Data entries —
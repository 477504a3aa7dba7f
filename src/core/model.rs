//! Typed configuration model
//!
//! The merged configuration document as the compiler sees it. Every section is
//! optional and defaults to an empty collection, so a missing key never needs
//! special handling downstream. Maps are [`IndexMap`]s: zones, chains and
//! ipsets are emitted in the order the document declares them.
//!
//! # Example
//!
//! ```
//! use zonewall::core::model::{Config, Table};
//!
//! let config: Config = serde_yaml::from_str(
//!     r"
//! global:
//!   policy:
//!     filter:
//!       INPUT: DROP
//! zones:
//!   lan:
//!     interfaces: [eth0]
//!     rules:
//!       filter:
//!         INPUT:
//!           - -p tcp --dport 22 -j ACCEPT
//! ",
//! )
//! .unwrap();
//!
//! assert_eq!(config.policy(Table::Filter, "INPUT"), "DROP");
//! assert_eq!(config.policy(Table::Filter, "OUTPUT"), "ACCEPT");
//! ```

use indexmap::IndexMap;
use serde::{Deserialize, Serialize};
use std::fmt;

/// Policy used for any built-in chain the configuration leaves unset
pub const DEFAULT_POLICY: &str = "ACCEPT";

/// Rule bodies keyed by chain name, in declaration order
pub type ChainRules = IndexMap<String, Vec<String>>;

/// Chain rules keyed by table
pub type TableRules = IndexMap<Table, ChainRules>;

/// Policy actions keyed by table, then chain name
pub type PolicyMap = IndexMap<Table, IndexMap<String, String>>;

/// Packet-filter table
///
/// Declaration order is the fixed output order of every rule script.
#[derive(
    Debug,
    Clone,
    Copy,
    PartialEq,
    Eq,
    Hash,
    Serialize,
    Deserialize,
    strum::Display,
    strum::EnumString,
    strum::EnumIter,
)]
#[serde(rename_all = "lowercase")]
#[strum(serialize_all = "lowercase")]
pub enum Table {
    Filter,
    Nat,
    Mangle,
    Raw,
    Security,
}

impl Table {
    pub const ALL: [Table; 5] = [
        Table::Filter,
        Table::Nat,
        Table::Mangle,
        Table::Raw,
        Table::Security,
    ];

    pub const fn as_str(self) -> &'static str {
        match self {
            Table::Filter => "filter",
            Table::Nat => "nat",
            Table::Mangle => "mangle",
            Table::Raw => "raw",
            Table::Security => "security",
        }
    }

    /// Built-in chains of this table, in kernel hook order
    pub const fn builtin_chains(self) -> &'static [BuiltinChain] {
        use BuiltinChain::{Forward, Input, Output, PostRouting, PreRouting};
        match self {
            Table::Filter | Table::Security => &[Input, Forward, Output],
            Table::Nat => &[PreRouting, Input, Output, PostRouting],
            Table::Mangle => &[PreRouting, Input, Forward, Output, PostRouting],
            Table::Raw => &[PreRouting, Output],
        }
    }
}

/// Built-in chain (kernel hook point)
#[derive(
    Debug,
    Clone,
    Copy,
    PartialEq,
    Eq,
    Hash,
    Serialize,
    Deserialize,
    strum::Display,
    strum::EnumString,
    strum::EnumIter,
)]
#[serde(rename_all = "UPPERCASE")]
#[strum(serialize_all = "UPPERCASE")]
pub enum BuiltinChain {
    PreRouting,
    Input,
    Forward,
    Output,
    PostRouting,
}

/// Which interface a dispatcher jump matches on
#[derive(Debug, Clone, Copy, PartialEq, Eq)]
pub enum Direction {
    /// Packet arriving on an interface (`-i`)
    Ingress,
    /// Packet leaving through an interface (`-o`)
    Egress,
}

impl Direction {
    pub const fn interface_flag(self) -> &'static str {
        match self {
            Direction::Ingress => "-i",
            Direction::Egress => "-o",
        }
    }
}

impl BuiltinChain {
    pub const fn as_str(self) -> &'static str {
        match self {
            BuiltinChain::PreRouting => "PREROUTING",
            BuiltinChain::Input => "INPUT",
            BuiltinChain::Forward => "FORWARD",
            BuiltinChain::Output => "OUTPUT",
            BuiltinChain::PostRouting => "POSTROUTING",
        }
    }

    pub const fn direction(self) -> Direction {
        match self {
            BuiltinChain::PreRouting | BuiltinChain::Input | BuiltinChain::Forward => {
                Direction::Ingress
            }
            BuiltinChain::Output | BuiltinChain::PostRouting => Direction::Egress,
        }
    }
}

/// Address family a rule script is restored into
#[derive(
    Debug,
    Clone,
    Copy,
    PartialEq,
    Eq,
    Hash,
    Serialize,
    Deserialize,
    strum::Display,
    strum::EnumString,
    strum::EnumIter,
)]
#[serde(rename_all = "lowercase")]
#[strum(serialize_all = "lowercase")]
pub enum Family {
    /// IPv4 (`iptables`)
    Ip,
    /// IPv6 (`ip6tables`)
    Ip6,
}

impl Family {
    pub const ALL: [Family; 2] = [Family::Ip, Family::Ip6];

    /// File name of the persisted restore file for this family
    pub const fn restore_file_name(self) -> &'static str {
        match self {
            Family::Ip => "iptables.restore",
            Family::Ip6 => "ip6tables.restore",
        }
    }
}

/// Global rule hook, evaluated in declaration order
#[derive(
    Debug,
    Clone,
    Copy,
    PartialEq,
    Eq,
    Hash,
    Serialize,
    Deserialize,
    strum::Display,
    strum::EnumIter,
)]
#[serde(rename_all = "snake_case")]
#[strum(serialize_all = "snake_case")]
pub enum Hook {
    PreDefault,
    Default,
    PreZone,
}

/// A named group of interfaces sharing rule sets
#[derive(Debug, Clone, Default, PartialEq, Serialize, Deserialize)]
pub struct Zone {
    #[serde(default)]
    pub interfaces: Vec<String>,
    /// Rules keyed by table, then built-in chain name
    #[serde(default)]
    pub rules: TableRules,
}

/// An ipset definition
///
/// `type` and `entries` are required, but they are optional here so that a
/// missing field surfaces as a compile error naming the set rather than a
/// generic parse failure.
#[derive(Debug, Clone, Default, PartialEq, Serialize, Deserialize)]
pub struct Ipset {
    #[serde(rename = "type", default)]
    pub set_type: Option<String>,
    #[serde(default)]
    pub options: Option<String>,
    #[serde(default)]
    pub entries: Option<Vec<String>>,
}

#[derive(Debug, Clone, Default, PartialEq, Serialize, Deserialize)]
pub struct Global {
    #[serde(default)]
    pub policy: PolicyMap,
    #[serde(default)]
    pub rules: IndexMap<Hook, TableRules>,
    /// Custom chains keyed by table, then chain name, with their rule bodies
    #[serde(default)]
    pub helper_chains: TableRules,
}

/// The merged firewall configuration
#[derive(Debug, Clone, Default, PartialEq, Serialize, Deserialize)]
pub struct Config {
    #[serde(default)]
    pub global: Global,
    /// Top-level policy section; `global.policy` takes precedence
    #[serde(default)]
    pub policies: PolicyMap,
    #[serde(default)]
    pub zones: IndexMap<String, Zone>,
    #[serde(default)]
    pub ipsets: IndexMap<String, Ipset>,
    #[serde(default)]
    pub variables: IndexMap<String, String>,
}

impl Config {
    /// Configured policy for a chain, or [`DEFAULT_POLICY`]
    pub fn policy(&self, table: Table, chain: &str) -> &str {
        [&self.global.policy, &self.policies]
            .into_iter()
            .find_map(|map| map.get(&table).and_then(|chains| chains.get(chain)))
            .map_or(DEFAULT_POLICY, String::as_str)
    }

    pub fn zone_interfaces(&self, zone: &str) -> Option<&[String]> {
        self.zones.get(zone).map(|z| z.interfaces.as_slice())
    }

    pub fn variable(&self, name: &str) -> Option<&str> {
        self.variables.get(name).map(String::as_str)
    }

    /// Rules of one global hook, empty when the hook is not configured
    pub fn hook_rules(&self, hook: Hook) -> Option<&TableRules> {
        self.global.rules.get(&hook)
    }
}

impl fmt::Display for Direction {
    fn fmt(&self, f: &mut fmt::Formatter<'_>) -> fmt::Result {
        match self {
            Direction::Ingress => write!(f, "ingress"),
            Direction::Egress => write!(f, "egress"),
        }
    }
}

WORK ITEM —
Looking back at the data above, tally each line that includes the word "this", then answer with the total alone.

REPLY TO THE EXERCISE —
2